Tuesday, February 18, 2014

"In five years, everyone will have one of these."

"One of these" is a smart card.  A smart card is basically a card (credit, check, ID, medical, membership, etc.) with a computer chip embedded in the plastic.  Since the hacking attack on Target's payment card system, "chip and pin" or smart credit cards are back in America's spotlight.

As for the title of this blog, I made that bold claim in a speech I wrote and delivered around the country in 1985.  While it was considered bleeding edge technology, the original smart card patent was issued over a decade earlier to Roland Moreno in 1974.  Surely this pre-teen technology phenom would hit the big time by its 16th birthday.  At least that is what the smart card industry was promising.  I bought into their vision of this brave new world of intelligent identification and financial transactions.  By 1987 I was living in Midtown Manhattan and working for the premier smart card company in the United States.  At SmartCard International, we were pitching smart card systems to clients from the State of Wisconsin (drivers licensing) to Robert Morris University (student identification) to Visa (credit cards).  In 1987, this tweener tech (now 13) was actually easy to manufacture and opportunities were lurking around every corner.  Instead of focusing on this established technology, SmartCard International put its development and marketing efforts behind a "super smart card" with an integrated screen and keyboard.  The traditional smart card never got the attention it deserved.  The super smart card, while brilliant, was just too far ahead of the manufacturing technologies of the day.  The super smart card never really saw the light of day and SmartCard International eventually shuttered its doors.


Flash forward to 1990.  Our 16 year old technology was now starting to get noticed around the world.  While banks were still a bit hesitant to adopt this "technology in search of a problem," the telecommunications industry had taken notice.  Outside of the United States, the majority of payphones were now accepting highly decorated and boldly branded debit cards built on smart card technology.  While none of the people who saw my speech in 1985 probably had a smart card, the rest of the world was getting closer to realizing my brazen prognostication.

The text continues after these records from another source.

//! Persistence profile of an entity type
//!
//! A [`Profile`] is resolved once per entity type from its descriptor and
//! holds everything the DAO needs at run time: rendered table and identifier
//! column names, the ordered storable attributes with their accessors, and
//! the synthesized statement set.

use crate::entity::EntityDescriptor;
use crate::error::MetadataError;
use crate::schema::accessor;
use crate::schema::accessor::Accessors;
use crate::schema::statement::Statements;
use crate::sql;
use crate::value::AttrValue;
use crate::value::ValueKind;

/// A storable attribute with its column and accessors
pub struct ProfileAttribute<E> {
    pub(crate) name:      &'static str,
    pub(crate) kind:      ValueKind,
    pub(crate) column:    String,
    pub(crate) rendered:  String,
    pub(crate) id:        bool,
    pub(crate) accessors: Accessors<E>,
}

impl<E> ProfileAttribute<E> {
    pub fn name(&self) -> &'static str {
        self.name
    }

    pub fn kind(&self) -> ValueKind {
        self.kind
    }

    /// Column name as declared, used to look the column up in result rows
    pub fn column(&self) -> &str {
        &self.column
    }

    /// Column name as written into SQL, quoted for case-sensitive entities
    pub fn rendered_column(&self) -> &str {
        &self.rendered
    }

    pub fn is_id(&self) -> bool {
        self.id
    }

    pub fn read(&self, entity: &E) -> AttrValue {
        (self.accessors.get)(entity)
    }
}

pub struct Profile<E> {
    entity:         &'static str,
    case_sensitive: bool,
    table_name:     String,
    attributes:     Vec<ProfileAttribute<E>>,
    id_index:       usize,
    statements:     Statements,
}

impl<E> Profile<E> {
    /// Resolves the profile for a descriptor
    ///
    /// Fails when the number of storable identifier attributes is not exactly
    /// one, when an accessor is missing, or when a declared update statement
    /// filters on something other than the identifier.
    pub fn resolve(descriptor: &EntityDescriptor<E>) -> std::result::Result<Self, MetadataError> {
        let entity = descriptor.type_name;
        let case_sensitive = descriptor.case_sensitive;
        let render = |name: &str| if case_sensitive { sql::quote_identifier(name) } else { name.to_string() };

        let raw_table = match descriptor.table_name.as_deref() {
            Some(name) if !name.is_empty() => name,
            _ => entity,
        };
        let table_name = render(raw_table);

        let storable: Vec<_> = descriptor.attributes.iter().filter(|a| a.is_storable()).collect();

        let id_count = storable.iter().filter(|a| a.id).count();
        if id_count == 0 {
            return Err(MetadataError::MissingIdentifier { entity });
        }
        if id_count > 1 {
            return Err(MetadataError::DuplicateIdentifier { entity, count: id_count });
        }

        let mut attributes = Vec::with_capacity(storable.len());
        for attribute in storable {
            let accessors = accessor::resolve(descriptor, attribute)?;
            let column = attribute.column().to_string();
            attributes.push(ProfileAttribute {
                name: attribute.name,
                kind: attribute.kind,
                rendered: render(&column),
                column,
                id: attribute.id,
                accessors,
            });
        }

        let id_index = attributes.iter().position(|a| a.id).ok_or(MetadataError::MissingIdentifier { entity })?;

        let statements = Statements::synthesize(
            entity,
            &table_name,
            &attributes[id_index].column,
            &attributes[id_index].rendered,
            descriptor,
        )?;

        tracing::debug!(
            "Resolved profile for {}: table {}, {} storable attributes",
            entity,
            table_name,
            attributes.len()
        );

        Ok(Self { entity, case_sensitive, table_name, attributes, id_index, statements })
    }

    pub fn entity(&self) -> &'static str {
        self.entity
    }

    pub fn is_case_sensitive(&self) -> bool {
        self.case_sensitive
    }

    /// Rendered table name
    pub fn table_name(&self) -> &str {
        &self.table_name
    }

    /// Rendered identifier column name
    pub fn id_column_name(&self) -> &str {
        &self.attributes[self.id_index].rendered
    }

    pub fn id_attribute(&self) -> &ProfileAttribute<E> {
        &self.attributes[self.id_index]
    }

    /// Storable attributes in declaration order
    pub fn attributes(&self) -> &[ProfileAttribute<E>] {
        &self.attributes
    }

    pub fn statements(&self) -> &Statements {
        &self.statements
    }

    /// Values for the insert statement: every storable attribute in order
    pub fn insert_values(&self, entity: &E) -> Vec<AttrValue> {
        self.attributes.iter().map(|a| a.read(entity)).collect()
    }

    /// Values for the update statement: non-identifier attributes in order,
    /// then the identifier
    pub fn update_values(&self, entity: &E) -> Vec<AttrValue> {
        let mut values: Vec<_> = self.attributes.iter().filter(|a| !a.id).map(|a| a.read(entity)).collect();
        values.push(self.id_value(entity));
        values
    }

    pub fn id_value(&self, entity: &E) -> AttrValue {
        self.attributes[self.id_index].read(entity)
    }
}

impl<E> std::fmt::Debug for Profile<E> {
    fn fmt(&self, f: &mut std::fmt::Formatter<'_>) -> std::fmt::Result {
        f.debug_struct("Profile")
            .field("entity", &self.entity)
            .field("table_name", &self.table_name)
            .field("id_column_name", &self.id_column_name())
            .field("columns", &self.attributes.iter().map(|a| a.column.as_str()).collect::<Vec<_>>())
            .finish()
    }
}

#[cfg(test)]
mod tests {
    use super::*;
    use crate::entity::AttrDescriptor;
    use crate::value::AttrType;

    #[derive(Clone, Debug, Default, PartialEq)]
    struct Item {
        id:      i64,
        name:    String,
        enabled: bool,
        cache:   String,
        created: String,
    }

    fn item() -> EntityDescriptor<Item> {
        EntityDescriptor::<Item>::new("Item")
            .attribute(AttrDescriptor::new("id", ValueKind::BigInt).id().column_name("RecID"))
            .attribute(AttrDescriptor::new("name", ValueKind::Text))
            .attribute(AttrDescriptor::new("enabled", ValueKind::Bool))
            .attribute(AttrDescriptor::new("cache", ValueKind::Text).transient())
            .attribute(AttrDescriptor::new("created", ValueKind::Text).immutable())
            .accessors(
                "id",
                ValueKind::BigInt,
                |e| e.id.into_attr(),
                |e, v| {
                    e.id = i64::from_attr(v)?;
                    Ok(())
                },
            )
            .accessors(
                "name",
                ValueKind::Text,
                |e| e.name.clone().into_attr(),
                |e, v| {
                    e.name = String::from_attr(v)?;
                    Ok(())
                },
            )
            .accessors(
                "enabled",
                ValueKind::Bool,
                |e| e.enabled.into_attr(),
                |e, v| {
                    e.enabled = bool::from_attr(v)?;
                    Ok(())
                },
            )
            .constructor(Item::default)
    }

    fn sample() -> Item {
        Item { id: 3, name: "three".to_string(), enabled: true, cache: "c".to_string(), created: "x".to_string() }
    }

    #[test]
    fn test_defaults() {
        let profile = Profile::resolve(&item()).unwrap();
        assert_eq!(profile.entity(), "Item");
        assert_eq!(profile.table_name(), "Item");
        assert_eq!(profile.id_column_name(), "RecID");
        assert!(!profile.is_case_sensitive());
    }

    #[test]
    fn test_excluded_attributes_need_no_accessors() {
        let profile = Profile::resolve(&item()).unwrap();
        let names: Vec<_> = profile.attributes().iter().map(|a| a.name()).collect();
        assert_eq!(names, vec!["id", "name", "enabled"]);
    }

    #[test]
    fn test_case_sensitive_names_are_quoted() {
        let profile = Profile::resolve(&item().table_name("Items").case_sensitive(true)).unwrap();
        assert_eq!(profile.table_name(), "\"Items\"");
        assert_eq!(profile.id_column_name(), "\"RecID\"");
        assert_eq!(profile.attributes()[1].rendered_column(), "\"name\"");
        assert_eq!(profile.attributes()[1].column(), "name");
    }

    #[test]
    fn test_empty_table_name_falls_back_to_type_name() {
        let profile = Profile::resolve(&item().table_name("")).unwrap();
        assert_eq!(profile.table_name(), "Item");
    }

    #[test]
    fn test_missing_identifier() {
        let descriptor = EntityDescriptor::<Item>::new("Item").attribute(AttrDescriptor::new("name", ValueKind::Text));
        assert_eq!(Profile::resolve(&descriptor).err(), Some(MetadataError::MissingIdentifier { entity: "Item" }));
    }

    #[test]
    fn test_transient_identifier_does_not_count() {
        let descriptor =
            EntityDescriptor::<Item>::new("Item").attribute(AttrDescriptor::new("id", ValueKind::BigInt).id().transient());
        assert_eq!(Profile::resolve(&descriptor).err(), Some(MetadataError::MissingIdentifier { entity: "Item" }));
    }

    #[test]
    fn test_duplicate_identifier() {
        let descriptor = item().attribute(AttrDescriptor::new("other", ValueKind::BigInt).id());
        assert_eq!(
            Profile::resolve(&descriptor).err(),
            Some(MetadataError::DuplicateIdentifier { entity: "Item", count: 2 })
        );
    }

    #[test]
    fn test_missing_accessor() {
        let descriptor = item().attribute(AttrDescriptor::new("price", ValueKind::Double));
        let err = Profile::resolve(&descriptor).err().unwrap();
        assert!(matches!(err, MetadataError::AccessorNotFound { accessor, .. } if accessor == "get_price"));
    }

    #[test]
    fn test_insert_values_in_declaration_order() {
        let profile = Profile::resolve(&item()).unwrap();
        assert_eq!(profile.insert_values(&sample()), vec![
            AttrValue::BigInt(3),
            AttrValue::Text("three".to_string()),
            AttrValue::Bool(true),
        ]);
    }

    #[test]
    fn test_update_values_put_identifier_last() {
        let profile = Profile::resolve(&item()).unwrap();
        assert_eq!(profile.update_values(&sample()), vec![
            AttrValue::Text("three".to_string()),
            AttrValue::Bool(true),
            AttrValue::BigInt(3),
        ]);
        assert_eq!(profile.id_value(&sample()), AttrValue::BigInt(3));
    }
}
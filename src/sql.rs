//! Lexical helpers over SQL text
//!
//! Nothing here parses SQL. The scanner only knows enough to skip string
//! literals, quoted identifiers and comments, so that `?`, `%s` and keywords
//! inside them are not mistaken for syntax.

/// Table-name substitution marker accepted in override text
pub const TABLE_MARKER: &str = "%s";

/// Replaces every blanked-out region (literals, quoted identifiers, comments)
/// with spaces, preserving byte offsets.
fn blank_quoted(sql: &str) -> String {
    blank(sql, true)
}

/// Like [`blank_quoted`] but leaves quoted identifiers in place
fn blank_literals(sql: &str) -> String {
    blank(sql, false)
}

fn blank(sql: &str, identifiers: bool) -> String {
    let bytes = sql.as_bytes();
    let mut out = bytes.to_vec();
    let mut i = 0;

    while i < bytes.len() {
        match bytes[i] {
            quote @ (b'\'' | b'"' | b'`') => {
                let start = i;
                i += 1;
                while i < bytes.len() {
                    if bytes[i] == quote {
                        // Doubled quote is an escaped quote
                        if i + 1 < bytes.len() && bytes[i + 1] == quote {
                            i += 2;
                            continue;
                        }
                        break;
                    }
                    i += 1;
                }
                let end = (i + 1).min(bytes.len());
                if quote == b'\'' || identifiers {
                    out[start..end].fill(b' ');
                }
                i = end;
            }
            b'-' if bytes.get(i + 1) == Some(&b'-') => {
                let start = i;
                while i < bytes.len() && bytes[i] != b'\n' {
                    i += 1;
                }
                out[start..i].fill(b' ');
            }
            b'/' if bytes.get(i + 1) == Some(&b'*') => {
                let start = i;
                i += 2;
                while i + 1 < bytes.len() && !(bytes[i] == b'*' && bytes[i + 1] == b'/') {
                    i += 1;
                }
                let end = (i + 2).min(bytes.len());
                out[start..end].fill(b' ');
                i = end;
            }
            _ => i += 1,
        }
    }

    // Regions start and end on ASCII delimiters, so whole characters were replaced
    String::from_utf8_lossy(&out).into_owned()
}

/// Number of anonymous `?` placeholders in the statement
///
/// Only anonymous placeholders are supported: a numbered `?NNN` counts once
/// per occurrence and named `:name`, `@name` or `$name` parameters are not
/// counted, so statements using them fail the binder's count check.
pub fn placeholder_count(sql: &str) -> usize {
    blank_quoted(sql).bytes().filter(|b| *b == b'?').count()
}

fn is_word_byte(b: u8) -> bool {
    b.is_ascii_alphanumeric() || b == b'_'
}

/// Byte offset of `word` as a standalone, case-insensitive token outside
/// literals and comments
pub fn find_keyword(sql: &str, word: &str) -> Option<usize> {
    keyword_offsets(&blank_quoted(sql), word).into_iter().next()
}

/// Like [`find_keyword`] but skips occurrences nested inside parentheses,
/// such as the WHERE of a subquery
pub fn find_top_level_keyword(sql: &str, word: &str) -> Option<usize> {
    let scanned = blank_quoted(sql);
    let depths = paren_depths(&scanned);
    keyword_offsets(&scanned, word).into_iter().find(|at| depths[*at] == 0)
}

/// Whether the statement names the column `name`, either bare (matched as a
/// case-insensitive token) or, when given, in its exact `quoted` form
pub fn mentions_identifier(sql: &str, name: &str, quoted: Option<&str>) -> bool {
    if find_keyword(sql, name).is_some() {
        return true;
    }
    match quoted {
        Some(quoted) => blank_literals(sql).contains(quoted),
        None => false,
    }
}

fn keyword_offsets(scanned: &str, word: &str) -> Vec<usize> {
    let haystack = scanned.to_ascii_lowercase();
    let needle = word.to_ascii_lowercase();
    let mut offsets = Vec::new();

    if !needle.is_empty() {
        let bytes = haystack.as_bytes();
        let mut from = 0;
        while let Some(pos) = haystack[from..].find(&needle) {
            let start = from + pos;
            let end = start + needle.len();
            let before_ok = start == 0 || !is_word_byte(bytes[start - 1]);
            let after_ok = end >= bytes.len() || !is_word_byte(bytes[end]);
            if before_ok && after_ok {
                offsets.push(start);
            }
            from = start + 1;
        }
    }
    offsets
}

/// Parenthesis depth at every byte of already-blanked text
fn paren_depths(scanned: &str) -> Vec<usize> {
    let mut depth = 0usize;
    scanned
        .bytes()
        .map(|b| match b {
            b'(' => {
                depth += 1;
                depth - 1
            }
            b')' => {
                depth = depth.saturating_sub(1);
                depth
            }
            _ => depth,
        })
        .collect()
}

/// Wraps an identifier in double quotes, doubling embedded quotes
pub fn quote_identifier(name: &str) -> String {
    format!("\"{}\"", name.replace('"', "\"\""))
}

/// Substitutes the table name for every marker; text without a marker is
/// returned unchanged
pub fn substitute_table(template: &str, table_name: &str) -> String {
    if template.contains(TABLE_MARKER) { template.replace(TABLE_MARKER, table_name) } else { template.to_string() }
}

Flash forward to 1997.  We are now a decade removed from my promise of a smart card in everyone's wallet.  Sure, the rest of the world has adopted smart pay phone cards and international payment card standards are being finalized.  In the United States, only a handful of security applications are using smart cards.  At 23 years of age, the smart card looks to be a failed technology in the United States.  Or is it.  This same year, a number of small cellular companies launched new digital voice service around the United States using GSM technology.  A key component of the GSM technology standard was the Subscriber Identification Module or SIM card.  While a handful of early GSM phones used credit card sized SIM cards with a computer chip in them, most companies just punched out the piece of the card with the computer chip.  The smart card had finally arrived on American shores disguised as a SIM card.



Flash forward to today.  Smart card technology is now 40 years old.  This middle aged technology is now in everyone's hand (the SIM card in phones issued by all wireless phone carriers around the world).  It is also in the majority of credit cards in Europe, but it is still in only the most elite bank customers wallets in the United States.

Now that several major retailers have had their payment card files hacked, their is an outcry from security experts to implement the "chip and pin" style payment systems used in Europe here in the States.  I have two responses to the whole idea of implementing smart payment card solutions in the United States: finally and no.

Finally, the American market is seeing the benefits of a technology that I was evangelizing 30 years ago.  My ongoing dalliance with smart cards has been a never ending lesson in the adoption of new technology.  Now that smart cards are just hitting their prime, the United States banking community is ready and willing to spend millions of dollars to update or replace outdated credit card terminals with newer credit card terminals.  That leads me to my second response.

No, we should not replace one outdated technology with another soon-to-be outdated technology.  U. S. banks have been testing NFC (Near Field Communications) technologies for years.  NFC is the generation after the chip in "chip and pin".  There is still a computer chip in your card that encrypts and protects your data.  NFC allows the card to communicate with the terminal without physically coming in contact with it.  NFC also allows your protected data to be stored in something other than a traditional credit card format.  One such alternative format is your smartphone.  And the technical world swings full circle, back to a solution that securely stores your financial, identification, or membership data and allows you total access to it through an integrated screen and keyboard.

If I had the venture capital, I would invest in the following future payment options.

Coin (onlycoin.com)  I would invest in integrating "chip and pin" and NFC capabilities into their existing card concept.

Isis (paywithisis.com)  I would invest in industry standards development for mobile payment solutions.

Pie in the Sky  I would develop a credit card thin card with an interactive flexible touch screen, NFC and "chip and pin" capabilities.

Today my fear is that in five years we will all be carrying smart cards instead of newer, more secure, and more adaptable payment and identification technologies.